Definisi Penalaran Proposisi
Penalaran adalah proses berpikir
yang bertolak dari pengamatan indra (pengamatan empiric) yang menghasilkan
sejumlah konsep dan pengertian. Berdasarkan pengamatan yang sejenis juga akan
terbentuk proposisi-proposisi yang sejenis berdasarkan sejumlah proposisi yang
diketahui atau diaggap benar, orang menyimpulkan sebuah proposisi baru yang
sebelumnya tidak diketahui. Proses inilah yang disebut menalar. Dalam
penalaran, proposisi yang dijadikan dasar penyimpulan disebut dengan premis
(antesedens) dan hasil kesimpulannya disebut dengan konklusi (consequence).

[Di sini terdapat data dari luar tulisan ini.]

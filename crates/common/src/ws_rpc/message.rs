/// WebSocket RPC 消息定义

use serde::de::DeserializeOwned;
use serde::{Deserialize, Serialize};
use uuid::Uuid;

use super::{RpcError, RpcErrorCode};

/// 执行器 RPC 方法名
pub mod methods {
    /// 拉取最近的操作快照
    pub const LIST_OPERATIONS: &str = "list_operations";
    /// 中止操作
    pub const ABORT_OPERATION: &str = "abort_operation";
    /// 重试操作
    pub const RETRY_OPERATION: &str = "retry_operation";
    /// 执行器推送：操作有变化，建议立即轮询
    pub const OPERATIONS_CHANGED: &str = "operations_changed";
    /// 心跳
    pub const HEARTBEAT: &str = "heartbeat";
}

/// RPC 消息类型
#[derive(Debug, Clone, Serialize, Deserialize, PartialEq, Eq)]
#[serde(rename_all = "lowercase")]
pub enum MessageType {
    /// 请求消息（期望响应）
    Request,
    /// 响应消息
    Response,
    /// 通知消息（不需要响应）
    Notification,
}

/// RPC 消息
#[derive(Debug, Clone, Serialize, Deserialize)]
pub struct RpcMessage {
    /// 消息唯一ID
    pub id: String,

    /// 消息类型
    #[serde(rename = "type")]
    pub message_type: MessageType,

    /// RPC 方法名（request/notification 时必需）
    #[serde(skip_serializing_if = "Option::is_none")]
    pub method: Option<String>,

    /// 消息负载
    #[serde(skip_serializing_if = "Option::is_none")]
    pub payload: Option<serde_json::Value>,

    /// 错误信息（仅 response 时可能有值）
    #[serde(skip_serializing_if = "Option::is_none")]
    pub error: Option<RpcErrorInfo>,
}

/// RPC 错误信息
#[derive(Debug, Clone, Serialize, Deserialize)]
pub struct RpcErrorInfo {
    pub code: String,
    pub message: String,
    #[serde(skip_serializing_if = "Option::is_none")]
    pub details: Option<serde_json::Value>,
}

impl RpcMessage {
    /// 创建请求消息
    pub fn request(method: impl Into<String>, payload: serde_json::Value) -> Self {
        Self {
            id: format!("req-{}", Uuid::new_v4()),
            message_type: MessageType::Request,
            method: Some(method.into()),
            payload: Some(payload),
            error: None,
        }
    }

    /// 创建响应消息
    pub fn response(id: impl Into<String>, payload: serde_json::Value) -> Self {
        Self {
            id: id.into(),
            message_type: MessageType::Response,
            method: None,
            payload: Some(payload),
            error: None,
        }
    }

    /// 由 RpcError 创建错误响应
    pub fn error_response(id: impl Into<String>, err: &RpcError) -> Self {
        Self {
            id: id.into(),
            message_type: MessageType::Response,
            method: None,
            payload: None,
            error: Some(RpcErrorInfo {
                code: err.code.as_str().to_string(),
                message: err.message.clone(),
                details: err.details.clone(),
            }),
        }
    }

    /// 创建通知消息
    pub fn notification(method: impl Into<String>, payload: serde_json::Value) -> Self {
        Self {
            id: format!("notif-{}", Uuid::new_v4()),
            message_type: MessageType::Notification,
            method: Some(method.into()),
            payload: Some(payload),
            error: None,
        }
    }

    pub fn to_json(&self) -> Result<String, serde_json::Error> {
        serde_json::to_string(self)
    }

    pub fn from_json(json: &str) -> Result<Self, serde_json::Error> {
        serde_json::from_str(json)
    }

    /// 判断是否是成功响应
    pub fn is_success(&self) -> bool {
        self.message_type == MessageType::Response && self.error.is_none()
    }

    /// 判断是否是错误响应
    pub fn is_error(&self) -> bool {
        self.message_type == MessageType::Response && self.error.is_some()
    }

    /// 将响应转换为 Result，错误码还原为 RpcErrorCode
    pub fn into_result(self) -> Result<serde_json::Value, RpcError> {
        match self.error {
            Some(info) => {
                let code = RpcErrorCode::from_code(&info.code);
                Err(match info.details {
                    Some(details) => RpcError::with_details(code, info.message, details),
                    None => RpcError::new(code, info.message),
                })
            }
            None => Ok(self.payload.unwrap_or(serde_json::Value::Null)),
        }
    }

    /// 将响应负载解码为指定类型
    pub fn decode_payload<T: DeserializeOwned>(self) -> Result<T, RpcError> {
        let payload = self.into_result()?;
        serde_json::from_value(payload).map_err(RpcError::serialization_error)
    }
}

#[cfg(test)]
mod tests {
    use super::*;
    use crate::ws_rpc::OperationCommandResponse;
    use serde_json::json;

    #[test]
    fn test_list_operations_request() {
        let msg = RpcMessage::request(methods::LIST_OPERATIONS, json!({"limit": 10}));
        assert_eq!(msg.message_type, MessageType::Request);
        assert_eq!(msg.method.as_deref(), Some("list_operations"));
        assert!(msg.id.starts_with("req-"));
    }

    #[test]
    fn test_decode_command_response() {
        let msg = RpcMessage::response("req-1", json!({"accepted": true, "message": null}));
        assert!(msg.is_success());
        let resp: OperationCommandResponse = msg.decode_payload().unwrap();
        assert!(resp.accepted);
    }

    #[test]
    fn test_error_response_round_trip_code() {
        let err = RpcError::operation_not_found(42);
        let msg = RpcMessage::error_response("req-2", &err);
        assert!(msg.is_error());

        let json = msg.to_json().unwrap();
        let parsed = RpcMessage::from_json(&json).unwrap();
        let err = parsed.into_result().unwrap_err();
        assert_eq!(err.code, RpcErrorCode::OperationNotFound);
    }

    #[test]
    fn test_notification_has_no_error() {
        let msg = RpcMessage::notification(methods::OPERATIONS_CHANGED, json!({}));
        assert_eq!(msg.message_type, MessageType::Notification);
        assert!(!msg.is_success());
        assert!(!msg.is_error());
    }
}
/// 分层过滤
///
/// 过滤只设置可见标记，不删除节点

use common::StatusCategory;
use serde::{Deserialize, Serialize};

use super::Operation;

/// 各层级当前选中的过滤分类
#[derive(Debug, Clone, Copy, Default, Serialize, Deserialize, PartialEq, Eq)]
pub struct LevelFilters {
    pub operations: StatusCategory,
    pub hosts: StatusCategory,
    pub tasks: StatusCategory,
}

pub(crate) fn apply_filters(operations: &mut [Operation], filters: &LevelFilters) {
    for op in operations.iter_mut() {
        op.is_visible = filters.operations.matches_operation(op.status);
        for host in op.hosts.iter_mut() {
            host.is_visible = filters.hosts.matches_operation(host.status);
            for task in host.tasks.iter_mut() {
                task.is_visible = filters.tasks.matches_task(task.status);
            }
        }
    }
}

#[cfg(test)]
mod tests {
    use super::*;
    use crate::operations::{OperationHost, Task};
    use common::{OperationStatus, TaskStatus};
    use std::collections::HashMap;

    fn task(id: i64, status: TaskStatus) -> Task {
        Task {
            id,
            host_name: "h1".to_string(),
            command: "INSTALL".to_string(),
            status,
            start_time: None,
            end_time: None,
            stdout: None,
            stderr: None,
            output_log: None,
            error_log: None,
            structured_out: None,
            is_visible: true,
            annotations: HashMap::new(),
        }
    }

    #[test]
    fn test_pending_filter_includes_queued() {
        let mut ops = vec![Operation {
            id: 1,
            name: "Install".to_string(),
            status: OperationStatus::InProgress,
            progress: 10,
            is_abortable: true,
            abort_requested: false,
            start_time: None,
            end_time: None,
            hosts: vec![OperationHost {
                name: "h1".to_string(),
                status: OperationStatus::InProgress,
                progress: 10,
                tasks: vec![
                    task(1, TaskStatus::Queued),
                    task(2, TaskStatus::Pending),
                    task(3, TaskStatus::InProgress),
                ],
                is_visible: true,
                is_stale: false,
            }],
            is_visible: true,
        }];

        let filters = LevelFilters {
            operations: StatusCategory::Failed,
            hosts: StatusCategory::All,
            tasks: StatusCategory::Pending,
        };
        apply_filters(&mut ops, &filters);

        assert!(!ops[0].is_visible);
        assert!(ops[0].hosts[0].is_visible);
        let visible: Vec<i64> = ops[0].hosts[0]
            .tasks
            .iter()
            .filter(|t| t.is_visible)
            .map(|t| t.id)
            .collect();
        assert_eq!(visible, vec![1, 2]);
        assert_eq!(ops[0].hosts[0].tasks.len(), 3);
    }
}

Sedangkan Proposisi adalah
pernyataan tetang ubungan yang terdapat di antara subjek dan predikat. Dengan
kata lain, proposisi adalah pernyataan yang lengkap dalam bentuk subjek-predikat
atau term-term yang membentuk kalimat. Kalimat Tanya, kalimat perintah, kalimat
harapan, dan kalimat inversi tidak dapat disebut proposisi. Hanya kalimat
berita yang netral yang dapat disebut proposisi. Tetapi kalimat-kalimat itu
dapat dijadikan proposisi apabila diubah bentuknya menjadi kalimat berita yang
netral.
Proposisi dapat dipandang dari 4
kriteria, yaitu berdasarkan:
- Berdasarkan Bentuk
- Berdasarkan Sifat
- Berdasarkan Kualitas
- Berdasarkan Kuantitas
Evidensi
Pada hakikatnya evidensi adalah
semua yang ada semua kesaksia, semua informasi, atau autoritas yang dihubungkan
untuk membuktikan suatu kebenaran, fakta dalam kedudukan sebagai evidensi tida
boleh dicampur adukan dengan apa yang di kenal sebagai pernyataan atau
penegasan. Dalam wujud yang paling rendah, evidensi itu berbentuk data atau
informasi. Yang di maksud dengan data atau informasi adalah bahan keterangan
yang diperoleh dari suatu sumbe tertentu.
Cara
Menguji Data
Cara Menguji Data yaitu data dan
informasi yang digunakan dalam penalaran harus merupakan fakt. Oleh karena itu
pelu diadakan pengujian melalui cara-cara tertentu sehingga bahan-bahan yang
merupakan fakta itu siap digunakan sebagai evidensi.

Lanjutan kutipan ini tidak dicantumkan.